Your objective :: Extract all lines from the data beneath that include the word "Path".

-- Opening Marker --

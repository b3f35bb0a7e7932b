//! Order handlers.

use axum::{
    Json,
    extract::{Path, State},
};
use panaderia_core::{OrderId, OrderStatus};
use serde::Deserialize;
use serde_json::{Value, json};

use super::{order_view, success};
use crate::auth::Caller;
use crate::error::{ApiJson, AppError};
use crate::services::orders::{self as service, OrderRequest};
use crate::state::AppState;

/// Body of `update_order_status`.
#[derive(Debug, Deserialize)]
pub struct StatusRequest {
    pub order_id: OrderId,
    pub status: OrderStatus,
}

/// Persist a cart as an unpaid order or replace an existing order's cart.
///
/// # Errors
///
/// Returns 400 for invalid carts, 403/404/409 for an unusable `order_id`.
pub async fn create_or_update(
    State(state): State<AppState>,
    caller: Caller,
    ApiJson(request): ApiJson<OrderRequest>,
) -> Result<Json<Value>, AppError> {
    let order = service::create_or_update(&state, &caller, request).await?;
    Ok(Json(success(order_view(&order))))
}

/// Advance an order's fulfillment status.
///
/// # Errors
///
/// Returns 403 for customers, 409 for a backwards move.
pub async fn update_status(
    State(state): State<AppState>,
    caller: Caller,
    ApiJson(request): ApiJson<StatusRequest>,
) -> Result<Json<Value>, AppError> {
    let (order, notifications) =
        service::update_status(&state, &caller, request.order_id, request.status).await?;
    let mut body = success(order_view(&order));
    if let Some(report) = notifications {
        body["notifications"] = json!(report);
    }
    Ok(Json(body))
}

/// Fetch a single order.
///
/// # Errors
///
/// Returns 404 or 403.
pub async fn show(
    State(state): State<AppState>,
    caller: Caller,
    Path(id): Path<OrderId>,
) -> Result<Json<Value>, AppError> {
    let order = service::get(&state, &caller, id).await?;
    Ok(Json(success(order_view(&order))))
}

-- Closing Marker --
-- Opening Marker --

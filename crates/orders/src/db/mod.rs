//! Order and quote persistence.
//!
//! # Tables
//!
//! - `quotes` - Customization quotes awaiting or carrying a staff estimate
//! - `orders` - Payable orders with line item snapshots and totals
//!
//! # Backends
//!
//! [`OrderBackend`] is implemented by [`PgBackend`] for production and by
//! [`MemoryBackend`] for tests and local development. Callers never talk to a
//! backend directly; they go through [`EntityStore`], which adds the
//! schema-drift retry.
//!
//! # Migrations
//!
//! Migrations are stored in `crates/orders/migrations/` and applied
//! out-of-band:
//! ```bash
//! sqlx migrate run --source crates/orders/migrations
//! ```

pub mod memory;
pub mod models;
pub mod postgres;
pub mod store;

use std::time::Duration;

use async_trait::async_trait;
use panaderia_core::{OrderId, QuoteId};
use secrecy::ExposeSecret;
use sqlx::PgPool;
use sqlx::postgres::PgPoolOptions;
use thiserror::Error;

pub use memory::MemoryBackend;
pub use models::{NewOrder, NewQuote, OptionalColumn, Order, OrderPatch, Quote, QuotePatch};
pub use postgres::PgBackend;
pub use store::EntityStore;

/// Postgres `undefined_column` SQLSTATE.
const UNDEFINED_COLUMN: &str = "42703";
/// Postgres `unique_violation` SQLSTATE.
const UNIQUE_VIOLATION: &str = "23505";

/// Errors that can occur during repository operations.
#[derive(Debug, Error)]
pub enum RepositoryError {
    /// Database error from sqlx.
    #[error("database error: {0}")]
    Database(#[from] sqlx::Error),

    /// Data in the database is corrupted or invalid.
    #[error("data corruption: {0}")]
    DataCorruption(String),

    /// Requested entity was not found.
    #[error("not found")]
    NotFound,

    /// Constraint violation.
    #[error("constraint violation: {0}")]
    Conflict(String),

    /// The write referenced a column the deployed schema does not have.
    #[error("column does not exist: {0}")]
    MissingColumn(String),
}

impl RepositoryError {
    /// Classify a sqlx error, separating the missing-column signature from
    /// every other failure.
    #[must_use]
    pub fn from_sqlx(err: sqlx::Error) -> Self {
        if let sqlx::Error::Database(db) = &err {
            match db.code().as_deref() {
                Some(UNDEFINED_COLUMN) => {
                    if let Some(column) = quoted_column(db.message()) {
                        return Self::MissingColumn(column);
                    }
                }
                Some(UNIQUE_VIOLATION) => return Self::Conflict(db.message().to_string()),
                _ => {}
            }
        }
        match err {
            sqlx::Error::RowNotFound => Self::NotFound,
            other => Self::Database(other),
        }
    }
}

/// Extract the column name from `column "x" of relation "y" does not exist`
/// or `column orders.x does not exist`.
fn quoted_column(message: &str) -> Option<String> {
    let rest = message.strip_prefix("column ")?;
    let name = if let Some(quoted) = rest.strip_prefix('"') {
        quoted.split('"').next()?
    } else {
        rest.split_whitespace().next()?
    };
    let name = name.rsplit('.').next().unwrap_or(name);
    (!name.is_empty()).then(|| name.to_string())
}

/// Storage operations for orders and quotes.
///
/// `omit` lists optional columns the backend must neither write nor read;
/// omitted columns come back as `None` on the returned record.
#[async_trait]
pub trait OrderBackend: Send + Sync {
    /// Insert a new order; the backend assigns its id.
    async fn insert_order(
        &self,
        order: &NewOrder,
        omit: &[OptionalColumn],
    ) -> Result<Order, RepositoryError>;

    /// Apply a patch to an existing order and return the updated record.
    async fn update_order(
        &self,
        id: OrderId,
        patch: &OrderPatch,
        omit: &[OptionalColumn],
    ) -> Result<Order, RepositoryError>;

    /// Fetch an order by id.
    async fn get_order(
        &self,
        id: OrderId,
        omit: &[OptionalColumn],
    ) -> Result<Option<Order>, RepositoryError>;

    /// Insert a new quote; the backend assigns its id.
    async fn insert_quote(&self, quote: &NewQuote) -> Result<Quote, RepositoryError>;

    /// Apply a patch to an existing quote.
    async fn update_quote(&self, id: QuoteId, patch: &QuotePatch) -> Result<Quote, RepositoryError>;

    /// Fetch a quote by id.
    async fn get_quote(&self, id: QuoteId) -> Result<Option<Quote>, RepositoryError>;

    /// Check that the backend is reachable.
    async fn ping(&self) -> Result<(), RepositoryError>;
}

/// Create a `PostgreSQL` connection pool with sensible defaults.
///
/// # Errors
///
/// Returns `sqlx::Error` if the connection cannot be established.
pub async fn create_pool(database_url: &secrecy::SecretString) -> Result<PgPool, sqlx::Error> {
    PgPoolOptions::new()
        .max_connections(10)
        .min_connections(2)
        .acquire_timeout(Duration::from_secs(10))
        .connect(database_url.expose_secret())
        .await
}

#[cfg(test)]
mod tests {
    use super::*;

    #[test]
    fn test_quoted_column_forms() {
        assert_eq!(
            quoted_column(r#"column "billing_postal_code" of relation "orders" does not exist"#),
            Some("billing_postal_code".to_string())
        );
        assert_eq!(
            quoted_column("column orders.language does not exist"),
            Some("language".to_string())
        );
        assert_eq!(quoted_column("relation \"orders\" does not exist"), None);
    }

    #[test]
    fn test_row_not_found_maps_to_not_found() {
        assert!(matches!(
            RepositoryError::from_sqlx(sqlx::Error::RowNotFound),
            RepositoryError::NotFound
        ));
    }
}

-- Closing Marker --

Response to the task ::
    extract::{Path, State},
    Path(id): Path<OrderId>,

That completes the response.